UK

'National Scandal' Of 128,000 Children Spending Christmas Day Homeless

Highest rate of homelessness in a decade.

06/12/2017 08:32 GMT | Updated 06/12/2017 08:46 GMT
Suzanne Plunkett / Reuters
The number of homeless children in Britain is at a ten year high; a homeless man is pictured sleeping outside a furniture shop in central London

On Christmas Day 128,000 children will wake up homeless in Britain, the highest number in a decade, according to a leading housing charity.

The figure, which has jumped by two-thirds since 2011, was labelled a “national scandal” by Shelter chief executive Polly Neate.

Families shunted into temporary accommodation are rocked by “psychological turmoil” with children often suffering from feelings of anxiety, shame and fear, the charity said.

The Shelter report comes amid the first sustained increases in child and pensioner poverty for 20 years.

PA
A graph showing the rise in homeless children living in temporary accommodation 

Almost 400,000 more children and 300,000 more pensioners are living in poverty than four years ago, according to the Joseph Rowntree Foundation.

Neate said: “It’s a national scandal that the number of homeless children in Britain has risen every year for the last decade.

“Many of us will spend Christmas day enjoying all of the festive traditions we cherish, but sadly it’ll be a different story for the children hidden away in cramped B&Bs or hostel rooms.”

Families placed into emergency B&Bs and hostels often live in a single room, with parents sharing the bed with children, the Shelter report found, adding that those placed into B&Bs stay beyond the legal six-week limit.
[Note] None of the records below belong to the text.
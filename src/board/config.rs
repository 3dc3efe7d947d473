use std::path::{Path, PathBuf};
use std::time::Duration;

use egui::{Pos2, Vec2};
use log::warn;
use serde::{Deserialize, Serialize};

use crate::errors::RoundelError;

const CONFIG_FILE_NAME: &str = "config.json";
const CONFIG_DIR_NAME: &str = "roundel";

pub const DEFAULT_REFRESH_PERIOD_S: u64 = 300;
const DEFAULT_WINDOW_WIDTH: f32 = 420.;
const DEFAULT_WINDOW_HEIGHT: f32 = 560.;

#[derive(Serialize, Deserialize, Debug, Clone, PartialEq)]
pub struct WindowPosition {
    pub x: f32,
    pub y: f32,
}

impl Default for WindowPosition {
    fn default() -> Self {
        Self { x: 80., y: 80. }
    }
}

impl From<WindowPosition> for Pos2 {
    fn from(value: WindowPosition) -> Self {
        Pos2::new(value.x, value.y)
    }
}

impl From<Pos2> for WindowPosition {
    fn from(value: Pos2) -> Self {
        Self {
            x: value.x,
            y: value.y,
        }
    }
}

#[derive(Serialize, Deserialize, Debug, Clone, PartialEq)]
pub struct WindowSize {
    pub width: f32,
    pub height: f32,
}

impl Default for WindowSize {
    fn default() -> Self {
        Self {
            width: DEFAULT_WINDOW_WIDTH,
            height: DEFAULT_WINDOW_HEIGHT,
        }
    }
}

impl From<WindowSize> for Vec2 {
    fn from(value: WindowSize) -> Self {
        Vec2::new(value.width, value.height)
    }
}

impl From<Vec2> for WindowSize {
    fn from(value: Vec2) -> Self {
        Self {
            width: value.x,
            height: value.y,
        }
    }
}

/// Persisted board settings: refresh cadence and window geometry.
///
/// Status data itself is never persisted; this file only keeps the board
/// opening where the user left it.
#[derive(Serialize, Deserialize, Debug, Clone, PartialEq)]
#[serde(default)]
pub struct AppConfig {
    pub refresh_period_s: u64,
    pub window_position: WindowPosition,
    pub window_size: WindowSize,
}

impl Default for AppConfig {
    fn default() -> Self {
        Self {
            refresh_period_s: DEFAULT_REFRESH_PERIOD_S,
            window_position: WindowPosition::default(),
            window_size: WindowSize::default(),
        }
    }
}

impl AppConfig {
    pub fn refresh_period(&self) -> Duration {
        Duration::from_secs(self.refresh_period_s)
    }

    fn local_path() -> Option<PathBuf> {
        Some(
            dirs::config_dir()?
                .join(CONFIG_DIR_NAME)
                .join(CONFIG_FILE_NAME),
        )
    }

    /// Load the config from the platform config directory. Missing or
    /// unreadable files fall back to `None` so the caller starts from
    /// defaults; the board must come up even with a mangled config.
    pub fn from_local_file() -> Option<Self> {
        Self::load_from(&Self::local_path()?)
    }

    pub(crate) fn load_from(path: &Path) -> Option<Self> {
        if !path.exists() {
            return None;
        }
        let file = match std::fs::File::open(path) {
            Ok(file) => file,
            Err(e) => {
                warn!("Could not open config file {}: {}", path.display(), e);
                return None;
            }
        };
        match serde_json::from_reader(file) {
            Ok(config) => Some(config),
            Err(e) => {
                warn!("Could not parse config file {}: {}", path.display(), e);
                None
            }
        }
    }

    pub fn save(&self) -> Result<(), RoundelError> {
        let path = Self::local_path().ok_or(RoundelError::NoConfigDir)?;
        self.save_to(&path)
    }

    pub(crate) fn save_to(&self, path: &Path) -> Result<(), RoundelError> {
        if let Some(parent) = path.parent() {
            std::fs::create_dir_all(parent)
                .map_err(|e| RoundelError::ConfigIOError { source: e })?;
        }
        let file =
            std::fs::File::create(path).map_err(|e| RoundelError::ConfigIOError { source: e })?;
        serde_json::to_writer(file, self)
            .map_err(|e| RoundelError::ConfigSerializeError { source: e })
    }
}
Several parents also said their child’s mental and physical health had declined since they became homeless, citing bed bug infestations, broken heating, and stress.

Shelter/PA
Families placed into emergency B&Bs and hostels often live in a single room, with parents sharing the bed with children, the Shelter report found

Shelter said: “Most of us are unaware of how homeless children live. Families rarely experience the most visible symptom of homelessness, having to sleep rough.
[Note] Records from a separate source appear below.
use egui::Color32;

/// Card colour for any line name outside the canonical eleven.
pub const DEFAULT_LINE_COLOR: Color32 = Color32::from_rgb(0x41, 0x45, 0x4b);

/// TfL brand colour for a line name.
///
/// Covers the eleven canonical Underground lines; everything else (new
/// lines, renames, non-tube modes leaking into the feed) gets the neutral
/// default card colour.
pub fn line_color(name: &str) -> Color32 {
    match name {
        "Bakerloo" => Color32::from_rgb(0xb3, 0x63, 0x05),
        "Central" => Color32::from_rgb(0xe3, 0x20, 0x17),
        "Circle" => Color32::from_rgb(0xff, 0xd3, 0x00),
        "District" => Color32::from_rgb(0x00, 0x78, 0x2a),
        "Hammersmith & City" => Color32::from_rgb(0xf3, 0xa9, 0xbb),
        "Jubilee" => Color32::from_rgb(0xa0, 0xa5, 0xa9),
        "Metropolitan" => Color32::from_rgb(0x9b, 0x00, 0x56),
        "Northern" => Color32::from_rgb(0x00, 0x00, 0x00),
        "Piccadilly" => Color32::from_rgb(0x00, 0x36, 0x88),
        "Victoria" => Color32::from_rgb(0x00, 0x98, 0xd4),
        "Waterloo & City" => Color32::from_rgb(0x95, 0xcd, 0xba),
        _ => DEFAULT_LINE_COLOR,
    }
}

/// Readable text colour on top of a card colour.
///
/// The pale roundel colours (Circle, Hammersmith & City, Waterloo & City)
/// need dark text; the rest take white.
pub fn header_text_color(background: Color32) -> Color32 {
    // Rec. 601 luma, good enough to split this palette
    let luma = 0.299 * background.r() as f32
        + 0.587 * background.g() as f32
        + 0.114 * background.b() as f32;
    if luma > 150. {
        Color32::from_rgb(0x1c, 0x1c, 0x1c)
    } else {
        Color32::WHITE
    }
}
“They are often embarrassed to even let relatives or friends see where they are having to live.”

Neate added: “No child should have to spend Christmas without a home, let alone 128,000 children.”

An NSPCC spokesman said: “Shelter has exposed the devastating impact on children of losing a roof over their head.

“It’s frightening to think the anxiety felt by some children leads to them feeling ashamed, or even considering taking their own life.

“For any child struggling to cope in this situation, Childline is available, free and at any time of day or night, to help them talk through their worries.”